بِسْمِ اللّٰهِ الرَّحْمٰنِ الرَّح۪يمِ

وَوَهَبْنَا لَهُۥٓ إِسْحَٰقَ وَيَعْقُوبَۚ كُلًّا هَدَيْنَاۚ وَنُوحًا هَدَيْنَا مِن قَبْلُۖ وَمِن ذُرِّيَّتِهِۦ دَاوُۥدَ وَسُلَيْمَٰنَ وَأَيُّوبَ وَيُوسُفَ وَمُوسَىٰ وَهَٰرُونَۚ وَكَذَٰلِكَ نَجْزِى ٱلْمُحْسِنِينَ ﴿٨٤

Bundan maada ona İshak ile Yakub’u da ihsan ettik ve her birini hidayete irdirdik, daha evvel Nuhu erdirmiştik, zürriyyetinden Davud’u da, Süleyman’ı da, Eyyub’u da, Yusuf’u da, Musâ’yı da, Harun’u da, işte muhsinlere böyle mükâfat ederiz.

— Elmalılı Hamdi Yazır

Ve Biz, ona İshak'ı ve Ya'kub'u ihsan ettik.
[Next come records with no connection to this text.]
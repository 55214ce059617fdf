use serde::{Deserialize, Serialize};

#[derive(Debug, Clone, Copy, PartialEq, Eq, Serialize, Deserialize)]
#[serde(rename_all = "snake_case")]
pub enum ErrorCode {
    BadRequest,
    NotFound,
    Unauthorized,
    Unavailable,
    Internal,
}

/// Error body returned by the device web services.
#[derive(Debug, Clone, Serialize, Deserialize)]
pub struct ApiError {
    pub code: ErrorCode,
    pub message: String,
}

impl ApiError {
    pub fn new(code: ErrorCode, message: impl Into<String>) -> Self {
        Self {
            code,
            message: message.into(),
        }
    }
}
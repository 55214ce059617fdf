use std::{fs, path::Path};

use serde::Deserialize;
use tracing::warn;

use crate::{alarm_codec::AlarmTypeCodec, connectivity::StaticProbe};

pub const SETTINGS_FILE: &str = "endpoint_cli.toml";

#[derive(Debug, Clone, PartialEq, Eq)]
pub struct Settings {
    pub device_url: String,
    /// Interval shown for endpoints with no recorded subscription. Kept as
    /// the raw string; the editor decides how to treat bad values.
    pub default_interval: String,
    pub alarm_labels: Vec<String>,
    pub platform_model: String,
    pub wifi_connected: bool,
    /// `None` when hotspot state cannot be determined.
    pub access_point: Option<bool>,
}

impl Default for Settings {
    fn default() -> Self {
        Self {
            device_url: "http://192.168.100.1".into(),
            default_interval: "0".into(),
            alarm_labels: AlarmTypeCodec::default().labels().to_vec(),
            platform_model: String::new(),
            wifi_connected: false,
            access_point: None,
        }
    }
}

impl Settings {
    pub fn probe(&self) -> StaticProbe {
        StaticProbe {
            platform_model: self.platform_model.clone(),
            wifi_connected: self.wifi_connected,
            access_point: self.access_point,
        }
    }

    pub fn codec(&self) -> AlarmTypeCodec {
        AlarmTypeCodec::new(self.alarm_labels.clone())
    }
}

#[derive(Debug, Default, Deserialize)]
struct FileSettings {
    device_url: Option<String>,
    default_interval: Option<String>,
    alarm_labels: Option<Vec<String>>,
    platform_model: Option<String>,
    wifi_connected: Option<bool>,
    access_point: Option<bool>,
}

/// Defaults, then `endpoint_cli.toml` in the working directory, then
/// `APP__*` environment variables.
pub fn load_settings() -> Settings {
    load_settings_from(Path::new(SETTINGS_FILE), |key| std::env::var(key).ok())
}

pub fn load_settings_from(path: &Path, env: impl Fn(&str) -> Option<String>) -> Settings {
    let mut settings = Settings::default();

    if let Ok(raw) = fs::read_to_string(path) {
        match toml::from_str::<FileSettings>(&raw) {
            Ok(file_cfg) => apply_file(&mut settings, file_cfg),
            Err(err) => warn!(path = %path.display(), "settings: ignoring malformed file: {err}"),
        }
    }

    apply_env(&mut settings, env);
    settings
}

fn apply_file(settings: &mut Settings, file_cfg: FileSettings) {
    if let Some(v) = file_cfg.device_url {
        settings.device_url = v;
    }
    if let Some(v) = file_cfg.default_interval {
        settings.default_interval = v;
    }
    if let Some(v) = file_cfg.alarm_labels {
        settings.alarm_labels = v;
    }
    if let Some(v) = file_cfg.platform_model {
        settings.platform_model = v;
    }
    if let Some(v) = file_cfg.wifi_connected {
        settings.wifi_connected = v;
    }
    if file_cfg.access_point.is_some() {
        settings.access_point = file_cfg.access_point;
    }
}

fn apply_env(settings: &mut Settings, env: impl Fn(&str) -> Option<String>) {
    if let Some(v) = env("APP__DEVICE_URL") {
        settings.device_url = v;
    }
    if let Some(v) = env("APP__DEFAULT_INTERVAL") {
        settings.default_interval = v;
    }
    if let Some(v) = env("APP__ALARM_LABELS") {
        settings.alarm_labels = v
            .split(',')
            .map(str::trim)
            .filter(|label| !label.is_empty())
            .map(String::from)
            .collect();
    }
    if let Some(v) = env("APP__PLATFORM_MODEL") {
        settings.platform_model = v;
    }
    if let Some(v) = env("APP__WIFI_CONNECTED") {
        if let Ok(parsed) = v.parse::<bool>() {
            settings.wifi_connected = parsed;
        }
    }
    if let Some(v) = env("APP__ACCESS_POINT") {
        if let Ok(parsed) = v.parse::<bool>() {
            settings.access_point = Some(parsed);
        }
    }
}

#[cfg(test)]
#[path = "tests/config_tests.rs"]
mod tests;
use std::{
    fs,
    path::{Path, PathBuf},
    sync::Arc,
};

use anyhow::{bail, Context, Result};
use clap::Parser;
use client_core::{
    config::{load_settings, Settings},
    reconcile, BroadcastNotifier, ConnectivityGatedGateway, EditorForm, EventLog, HttpGateway,
    MissingGateway, ReconciliationEngine, RemoteOperationGateway,
};
use shared::domain::{EndpointConfiguration, EndpointName};
use tokio::sync::Mutex;
use tracing::{info, warn};

#[derive(Parser, Debug)]
#[command(about = "View and edit subscription and alarm settings for a vehicle data endpoint")]
struct Args {
    #[arg(long)]
    endpoint: String,
    /// Overrides the configured device URL.
    #[arg(long)]
    device_url: Option<String>,
    /// JSON snapshot of the endpoint's cached configuration, rewritten after the edit.
    #[arg(long)]
    state: Option<PathBuf>,
    #[arg(long, conflicts_with = "unsubscribe")]
    subscribe: bool,
    #[arg(long)]
    unsubscribe: bool,
    #[arg(long)]
    interval: Option<String>,
    /// Tick the alarm box: creates an alarm, or removes the existing one.
    #[arg(long, conflicts_with = "keep_alarm")]
    alarm: bool,
    /// Untick the alarm box, which opens ticked when an alarm exists.
    #[arg(long)]
    keep_alarm: bool,
    #[arg(long)]
    alarm_kind: Option<String>,
    #[arg(long)]
    threshold: Option<String>,
    /// Print the planned operations without contacting the device.
    #[arg(long)]
    dry_run: bool,
}

fn load_snapshot(path: Option<&Path>, endpoint: &str) -> Result<EndpointConfiguration> {
    let Some(path) = path.filter(|p| p.exists()) else {
        return Ok(EndpointConfiguration::new(EndpointName::new(endpoint)));
    };

    let raw = fs::read_to_string(path)
        .with_context(|| format!("failed to read state file {}", path.display()))?;
    let config: EndpointConfiguration = serde_json::from_str(&raw)
        .with_context(|| format!("malformed state file {}", path.display()))?;
    if config.endpoint().as_str() != endpoint {
        bail!(
            "state file {} belongs to endpoint {}, not {endpoint}",
            path.display(),
            config.endpoint()
        );
    }
    Ok(config)
}

fn apply_edits(form: &mut EditorForm, args: &Args) {
    if args.subscribe {
        form.subscribe_checked = true;
    }
    if args.unsubscribe {
        form.subscribe_checked = false;
    }
    if let Some(interval) = &args.interval {
        form.interval_text = interval.clone();
    }
    if args.alarm {
        form.alarm_checked = true;
    }
    if args.keep_alarm {
        form.alarm_checked = false;
    }
    if let Some(kind) = &args.alarm_kind {
        form.alarm_kind = Some(kind.clone());
    }
    if let Some(threshold) = &args.threshold {
        form.threshold_text = threshold.clone();
    }
}

fn build_gateway(settings: &Settings) -> Arc<dyn RemoteOperationGateway> {
    let device_url = settings.device_url.trim();
    let inner: Arc<dyn RemoteOperationGateway> = if device_url.is_empty() {
        warn!("no device_url configured; remote calls will fail");
        Arc::new(MissingGateway)
    } else {
        Arc::new(HttpGateway::new(device_url))
    };
    Arc::new(ConnectivityGatedGateway::new(inner, Arc::new(settings.probe())))
}

#[tokio::main]
async fn main() -> Result<()> {
    tracing_subscriber::fmt().with_env_filter("info").init();
    let args = Args::parse();

    let mut settings = load_settings();
    if let Some(url) = &args.device_url {
        settings.device_url = url.clone();
    }

    let current = load_snapshot(args.state.as_deref(), &args.endpoint)?;
    let notifier = Arc::new(BroadcastNotifier::new(64));
    let log = Arc::new(EventLog::new());
    let engine = ReconciliationEngine::new(
        build_gateway(&settings),
        Arc::clone(&notifier) as _,
        Arc::clone(&log) as _,
        settings.codec(),
    );

    let mut form = engine.open_editor(&current, &settings.default_interval);
    println!("{}", form.title);
    println!(
        "  subscribed: {} (interval {}s)",
        form.subscribe_checked, form.interval_text
    );
    println!("  {}", form.alarm_summary);
    apply_edits(&mut form, &args);

    if args.dry_run {
        let plan = reconcile::plan(&current, &form, engine.codec())?;
        println!("{}", serde_json::to_string_pretty(&plan.operations)?);
        if let Some(err) = plan.alarm_rejection {
            println!("alarm change skipped: {err}");
        }
        return Ok(());
    }

    let mut notifications = notifier.subscribe();
    let printer = tokio::spawn(async move {
        while let Ok(notification) = notifications.recv().await {
            if notification.is_error {
                eprintln!("! {}", notification.message);
            } else {
                println!("* {}", notification.message);
            }
        }
    });

    let config = Arc::new(Mutex::new(current));
    let settled = match engine.submit(&config, &form).await {
        Ok(submission) => Ok(submission.outcomes().await),
        Err(err) => Err(err),
    };
    // Closing the notifier ends the printer once it has drained.
    drop(engine);
    drop(notifier);
    let _ = printer.await;
    let outcomes = settled?;
    info!(
        issued = outcomes.len(),
        applied = outcomes.iter().filter(|o| o.is_applied()).count(),
        "editor: operations settled"
    );

    for entry in log.entries() {
        println!(
            "{} {:?} {}",
            entry.timestamp.to_rfc3339(),
            entry.level,
            entry.message
        );
    }

    let snapshot = serde_json::to_string_pretty(&*config.lock().await)?;
    match &args.state {
        Some(path) => fs::write(path, snapshot)
            .with_context(|| format!("failed to write state file {}", path.display()))?,
        None => println!("{snapshot}"),
    }

    Ok(())
}

#[cfg(test)]
mod tests {
    use super::*;
    use client_core::AlarmTypeCodec;
    use shared::domain::AlarmKind;

    fn args(extra: &[&str]) -> Args {
        let mut argv = vec!["endpoint_cli", "--endpoint", "EngineSpeed"];
        argv.extend_from_slice(extra);
        Args::parse_from(argv)
    }

    #[test]
    fn flags_edit_the_opened_form() {
        let mut cfg = EndpointConfiguration::new(EndpointName::new("EngineSpeed"));
        cfg.mark_alarm_created(AlarmKind::Above, 5.0);
        let codec = AlarmTypeCodec::default();
        let mut form = EditorForm::open(&cfg, "10", &codec);
        assert!(form.alarm_checked);

        apply_edits(
            &mut form,
            &args(&["--subscribe", "--interval", "30", "--keep-alarm"]),
        );
        assert!(form.subscribe_checked);
        assert_eq!(form.interval_text, "30");
        assert!(!form.alarm_checked);

        let plan = reconcile::plan(&cfg, &form, &codec).expect("plan");
        assert_eq!(plan.operations.len(), 1);
    }

    #[tokio::test]
    async fn empty_device_url_falls_back_to_missing_gateway() {
        let settings = Settings {
            device_url: "  ".into(),
            platform_model: "sdk".into(),
            ..Settings::default()
        };

        let err = build_gateway(&settings)
            .unsubscribe(&EndpointName::new("EngineSpeed"))
            .await
            .expect_err("must fail");
        assert_eq!(
            err.to_string(),
            "device gateway unavailable for endpoint EngineSpeed"
        );
    }

    #[test]
    fn missing_state_file_starts_fresh() {
        let cfg = load_snapshot(Some(Path::new("/nonexistent/state.json")), "FuelLevel")
            .expect("fresh config");
        assert_eq!(cfg, EndpointConfiguration::new(EndpointName::new("FuelLevel")));
    }

    #[test]
    fn state_file_for_other_endpoint_is_rejected() {
        let path = std::env::temp_dir().join(format!(
            "endpoint_cli_state_{}.json",
            std::process::id()
        ));
        let cfg = EndpointConfiguration::new(EndpointName::new("VehicleSpeed"));
        fs::write(&path, serde_json::to_string(&cfg).expect("json")).expect("write");

        let err = load_snapshot(Some(&path), "EngineSpeed").expect_err("must reject");
        assert!(err.to_string().contains("VehicleSpeed"), "unexpected: {err}");

        fs::remove_file(&path).expect("cleanup");
    }
}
Her birini hidayete erdirdik. Daha önce de Nuh'u ve onun soyundan Davud'u, Süleyman'ı, Eyyub'u, Yusuf'u, Musa'yı ve Harun'u hidayete erdirdik. İşte böyle mükafaatlandırırız ihsan edenleri.

— İbni Kesir

Biz ona İshak’ı ve Yakub’u armağan ettik. Hepsini hidayete erdirdik. Daha önce Nûh’u da hidayete erdirmiştik. Zürriyetinden Dâvud’u, Süleyman’ı, Eyyub’u, Yûsuf’u, Mûsâ’yı ve Hârûn’u da. İyilik yapanları işte böyle mükâfatlandırırız.

— Diyanet İşleri

Biz ona İshak ile Ya'kubu ihsan etdik ve her birini hidâyete (nübüvvete) erdirdik. Daha evvel de Nuhu ve onun neslinden Dâvudu, Süleymanı, Eyyubu, Yusufu, Musâyı ve Hârunu hidâyete (nübüvvete) kavuşdurduk. Biz iyi hareket edenleri işte böyle mükâfatlandırırız.

— Hasan Basri Çantay

Biz O'na İshak'ı ve Yakub'u armağan ettik. Hepsini doğru yola ilettik. Daha önce de Nuh'u ve O'nun soyundan gelen Davud'u, Süleyman'ı, Eyyub'u, Yusuf'u, Musa'yı ve Harun'u doğru yola iletmiştik. Biz iyileri işte böyle mükâfatlandırırız.